A Friend in Need: Dot in the Snow by Corinne Averiss
Miki wanted Mom to play in the snow, not fish on the ice.
Snow was soft, and fishing looked hard. Miki wasn't reading to dive.
Mom is busy with grown-up stuff, and Miki wants to have some snow play, so leaving Mom with her head down a seal hole on the ice, he clambers up a snow ridge, looking for some fun. At the top, he looks across the wide space of white below. And that's when he sees it.
A dot in the snow.
Miki keeps his eyes on the red dot, which seems to be growing bigger and bigger. Suddenly he realizes that it's a person, a little girl in a red parka and mittens, walking straight toward him. Miki has never seen such a thing. But he is intrigued.

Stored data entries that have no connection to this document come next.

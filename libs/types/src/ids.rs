//! Unique identifier types for ledger entities
//!
//! Ledger record ids use UUID v7 for time-sortable ordering, enabling
//! chronological audit queries. Wallet addresses are opaque hex strings
//! generated at provisioning time; currency ids are small integers into
//! immutable reference data.

use serde::{Deserialize, Serialize};
use std::fmt;
use uuid::Uuid;

/// Opaque wallet address.
///
/// Globally unique hex string assigned when a wallet is provisioned.
/// The ledger never inspects the contents; it is only a lookup key.
#[derive(Debug, Clone, PartialEq, Eq, Hash, Serialize, Deserialize)]
#[serde(transparent)]
pub struct WalletAddress(String);

impl WalletAddress {
    pub fn new(address: impl Into<String>) -> Self {
        Self(address.into())
    }

    pub fn as_str(&self) -> &str {
        &self.0
    }
}

impl fmt::Display for WalletAddress {
    fn fmt(&self, f: &mut fmt::Formatter<'_>) -> fmt::Result {
        write!(f, "{}", self.0)
    }
}

impl From<&str> for WalletAddress {
    fn from(s: &str) -> Self {
        Self::new(s)
    }
}

/// Identifier for a supported currency.
///
/// Currencies are immutable reference data; an id that resolves to no
/// registered currency is a `CurrencyNotFound` error at the call site.
#[derive(Debug, Clone, Copy, PartialEq, Eq, Hash, PartialOrd, Ord, Serialize, Deserialize)]
#[serde(transparent)]
pub struct CurrencyId(u32);

impl CurrencyId {
    pub const fn new(id: u32) -> Self {
        Self(id)
    }

    pub fn value(&self) -> u32 {
        self.0
    }
}

impl fmt::Display for CurrencyId {
    fn fmt(&self, f: &mut fmt::Formatter<'_>) -> fmt::Result {
        write!(f, "{}", self.0)
    }
}

impl From<u32> for CurrencyId {
    fn from(id: u32) -> Self {
        Self(id)
    }
}

/// Unique identifier for an audit ledger record
///
/// Uses UUID v7 for time-based sorting, so the append-only record stream
/// can be replayed in chronological order.
#[derive(Debug, Clone, Copy, PartialEq, Eq, Hash, Serialize, Deserialize)]
#[serde(transparent)]
pub struct RecordId(Uuid);

impl RecordId {
    /// Create a new RecordId with current timestamp
    pub fn new() -> Self {
        Self(Uuid::now_v7())
    }

    /// Create from existing UUID
    pub fn from_uuid(uuid: Uuid) -> Self {
        Self(uuid)
    }

    /// Get inner UUID
    pub fn as_uuid(&self) -> &Uuid {
        &self.0
    }
}

impl Default for RecordId {
    fn default() -> Self {
        Self::new()
    }
}

impl fmt::Display for RecordId {
    fn fmt(&self, f: &mut fmt::Formatter<'_>) -> fmt::Result {
        write!(f, "{}", self.0)
    }
}

#[cfg(test)]
mod tests {
    use super::*;

    #[test]
    fn test_record_id_creation() {
        let id1 = RecordId::new();
        let id2 = RecordId::new();
        assert_ne!(id1, id2, "RecordIds should be unique");
    }

    #[test]
    fn test_record_id_serialization() {
        let id = RecordId::new();
        let json = serde_json::to_string(&id).unwrap();
        let deserialized: RecordId = serde_json::from_str(&json).unwrap();
        assert_eq!(id, deserialized);
    }

    #[test]
    fn test_wallet_address_transparent_serde() {
        let addr = WalletAddress::new("9f2c41d8a7e3");
        let json = serde_json::to_string(&addr).unwrap();
        assert_eq!(json, "\"9f2c41d8a7e3\"");
    }

    #[test]
    fn test_currency_id_roundtrip() {
        let id = CurrencyId::new(3);
        assert_eq!(id.value(), 3);
        let json = serde_json::to_string(&id).unwrap();
        assert_eq!(json, "3");
        let back: CurrencyId = serde_json::from_str(&json).unwrap();
        assert_eq!(id, back);
    }
}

He liked its twinkly face.
And the gurgling sound it made.
And Dot Girl likes to play. She smiles and giggles as they make and throw snowballs and slide down the snow slide they build. But suddenly Miki notices one of her red mittens is missing. Her bare paw looks very cold! Miki sees that Dot Girl is sad, but just then the ice begins to crack and separate under their feet.
The red mitten drops through a crack and into the sea. Somehow, Miki knows just what to do.
Miki dives.
But when he comes back up with the mitten, there's another problem. He and Dot are marooned on an ice floe which is beginning to float away from the land. This is not what he had in mind when he went off to play! But Miki sees what he has to do.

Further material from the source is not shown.